_Required work_: Only these lines are needed: the first line of the entries below through the line with "present on one side only.", each returned exactly.

=== Begin Enclosure ===

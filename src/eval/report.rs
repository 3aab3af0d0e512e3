//! Score reports and the textual annotation diff.
//!
//! ```text
//! === Score Report ===
//!
//! ## Macro Scores
//!   Precision: 50.0%
//!   Recall:    50.0%
//!   F1:        33.3%
//!
//! ## Per-Class
//!   definition   P=50% R=100% F1=67% (n=1)
//!   theorem      P=0% R=0% F1=0% (n=1)
//!
//! ## Counts
//!   positions: 2, system: 3 annotations, reference: 2 annotations
//!
//! ## Diff (+ system only, - reference only)
//! +    (theorem:0) Let $G$ be a group...
//! - (definition:12) group
//! ```

use serde::{Deserialize, Serialize};
use std::collections::BTreeSet;
use std::fmt;

use super::score::ClassMetrics;
use crate::Result;
use texanno_core::Annotation;

/// Which side an annotation is missing from.
#[derive(Debug, Clone, Copy, PartialEq, Eq, Serialize, Deserialize)]
pub enum DiffSign {
    /// Present only in the system output.
    #[serde(rename = "+")]
    SystemOnly,
    /// Present only in the reference.
    #[serde(rename = "-")]
    ReferenceOnly,
}

impl fmt::Display for DiffSign {
    fn fmt(&self, f: &mut fmt::Formatter<'_>) -> fmt::Result {
        match self {
            DiffSign::SystemOnly => write!(f, "+"),
            DiffSign::ReferenceOnly => write!(f, "-"),
        }
    }
}

/// An annotation present on one side only.
#[derive(Debug, Clone, PartialEq, Eq, Serialize, Deserialize)]
pub struct DiffLine {
    /// Side it came from.
    pub sign: DiffSign,
    /// Start offset.
    pub start: usize,
    /// End offset.
    pub end: usize,
    /// Tag.
    pub tag: String,
    /// Full annotation text.
    pub text: String,
}

impl DiffLine {
    /// True for `+` lines.
    #[must_use]
    pub fn is_system_only(&self) -> bool {
        self.sign == DiffSign::SystemOnly
    }

    /// The `(tag:start)` label.
    #[must_use]
    pub fn label(&self) -> String {
        format!("({}:{})", self.tag, self.start)
    }

    /// Text cut to `width` chars (`...` appended when cut), newlines shown
    /// as `\\`.
    #[must_use]
    pub fn preview(&self, width: usize) -> String {
        let cut = if self.text.chars().count() > width {
            let mut s: String = self.text.chars().take(width).collect();
            s.push_str("...");
            s
        } else {
            self.text.clone()
        };
        cut.replace('\n', "\\\\")
    }
}

/// Annotations present on exactly one side, tag in `tags`, sorted by
/// `(start, end, tag, text)`.
#[must_use]
pub fn build_diff_lines<S: AsRef<str>>(
    system: &[Annotation],
    reference: &[Annotation],
    tags: &[S],
) -> Vec<DiffLine> {
    let wanted = |tag: &str| tags.iter().any(|t| t.as_ref() == tag);
    let sys: BTreeSet<_> = system.iter().map(Annotation::content_key).collect();
    let gold: BTreeSet<_> = reference.iter().map(Annotation::content_key).collect();

    let mut lines: Vec<DiffLine> = sys
        .difference(&gold)
        .map(|k| (DiffSign::SystemOnly, k))
        .chain(gold.difference(&sys).map(|k| (DiffSign::ReferenceOnly, k)))
        .filter(|(_, (_, _, tag, _))| wanted(tag))
        .map(|(sign, &(start, end, tag, text))| DiffLine {
            sign,
            start,
            end,
            tag: tag.to_string(),
            text: text.to_string(),
        })
        .collect();
    lines.sort_by(|a, b| {
        (a.start, a.end, &a.tag, &a.text).cmp(&(b.start, b.end, &b.tag, &b.text))
    });
    lines
}

/// Render diff lines with labels right-aligned to the widest label.
#[must_use]
pub fn format_diff_lines(lines: &[DiffLine], preview_width: usize) -> Vec<String> {
    let labels: Vec<String> = lines.iter().map(DiffLine::label).collect();
    let width = labels.iter().map(|l| l.chars().count()).max().unwrap_or(0);
    lines
        .iter()
        .zip(labels)
        .map(|(line, label)| {
            format!(
                "{} {:>width$} {}",
                line.sign,
                label,
                line.preview(preview_width),
                width = width
            )
        })
        .collect()
}

/// Annotation and position counts of a comparison.
#[derive(Debug, Clone, Copy, Default, PartialEq, Eq, Serialize, Deserialize)]
pub struct Counts {
    /// Positions scored.
    pub positions: usize,
    /// Annotations in the system export.
    pub system_annotations: usize,
    /// Annotations in the reference export.
    pub reference_annotations: usize,
    /// `+` diff lines.
    pub system_only: usize,
    /// `-` diff lines.
    pub reference_only: usize,
}

/// Scores and diff of a system export against a reference export.
#[derive(Debug, Clone, PartialEq, Serialize, Deserialize)]
pub struct Report {
    /// Macro F1.
    pub f1: f64,
    /// Macro precision.
    pub precision: f64,
    /// Macro recall.
    pub recall: f64,
    /// Per-class scores.
    pub per_class: Vec<ClassMetrics>,
    /// Annotations on one side only.
    pub diff_lines: Vec<DiffLine>,
    /// Counts.
    pub counts: Counts,
    /// Preview width used when rendering the diff.
    pub preview_width: usize,
}

impl Report {
    /// Diff block as aligned text lines.
    #[must_use]
    pub fn diff_text(&self) -> Vec<String> {
        format_diff_lines(&self.diff_lines, self.preview_width)
    }

    /// Multi-line human-readable report.
    #[must_use]
    pub fn summary(&self) -> String {
        let mut out = String::new();

        out.push_str("=== Score Report ===\n\n");
        out.push_str("## Macro Scores\n");
        out.push_str(&format!("  Precision: {:.1}%\n", self.precision * 100.0));
        out.push_str(&format!("  Recall:    {:.1}%\n", self.recall * 100.0));
        out.push_str(&format!("  F1:        {:.1}%\n\n", self.f1 * 100.0));

        if !self.per_class.is_empty() {
            out.push_str("## Per-Class\n");
            for class in &self.per_class {
                out.push_str(&format!(
                    "  {:12} P={:.0}% R={:.0}% F1={:.0}% (n={})\n",
                    class.label,
                    class.precision * 100.0,
                    class.recall * 100.0,
                    class.f1 * 100.0,
                    class.counts.support()
                ));
            }
            out.push('\n');
        }

        out.push_str("## Counts\n");
        out.push_str(&format!(
            "  positions: {}, system: {} annotations, reference: {} annotations\n",
            self.counts.positions, self.counts.system_annotations, self.counts.reference_annotations
        ));

        if !self.diff_lines.is_empty() {
            out.push_str("\n## Diff (+ system only, - reference only)\n");
            for line in self.diff_text() {
                out.push_str(&line);
                out.push('\n');
            }
        }
        out
    }

    /// Pretty-printed JSON.
    pub fn to_json(&self) -> Result<String> {
        Ok(serde_json::to_string_pretty(self)?)
    }
}

impl fmt::Display for Report {
    fn fmt(&self, f: &mut fmt::Formatter<'_>) -> fmt::Result {
        write!(f, "{}", self.summary())
    }
}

=== End Enclosure ===

_Solved exercise_:
filename src/eval/report.rs
repository 3aab3af0d0e512e3
//! Score reports and the textual annotation diff.
//!
//! ```text
//! === Score Report ===
//!
//! ## Macro Scores
//!   Precision: 50.0%
//!   Recall:    50.0%
//!   F1:        33.3%
//!
//! ## Per-Class
//!   definition   P=50% R=100% F1=67% (n=1)
//!   theorem      P=0% R=0% F1=0% (n=1)
//!
//! ## Counts
//!   positions: 2, system: 3 annotations, reference: 2 annotations
//!
//! ## Diff (+ system only, - reference only)
//! +    (theorem:0) Let $G$ be a group...
//! - (definition:12) group
//! ```

use serde::{Deserialize, Serialize};
use std::collections::BTreeSet;
use std::fmt;

use super::score::ClassMetrics;
use crate::Result;
use texanno_core::Annotation;

/// Which side an annotation is missing from.
#[derive(Debug, Clone, Copy, PartialEq, Eq, Serialize, Deserialize)]
pub enum DiffSign {
    /// Present only in the system output.
    #[serde(rename = "+")]
    SystemOnly,
    /// Present only in the reference.
    #[serde(rename = "-")]
    ReferenceOnly,
}

impl fmt::Display for DiffSign {
    fn fmt(&self, f: &mut fmt::Formatter<'_>) -> fmt::Result {
        match self {
            DiffSign::SystemOnly => write!(f, "+"),
            DiffSign::ReferenceOnly => write!(f, "-"),
        }
    }
}

/// An annotation present on one side only.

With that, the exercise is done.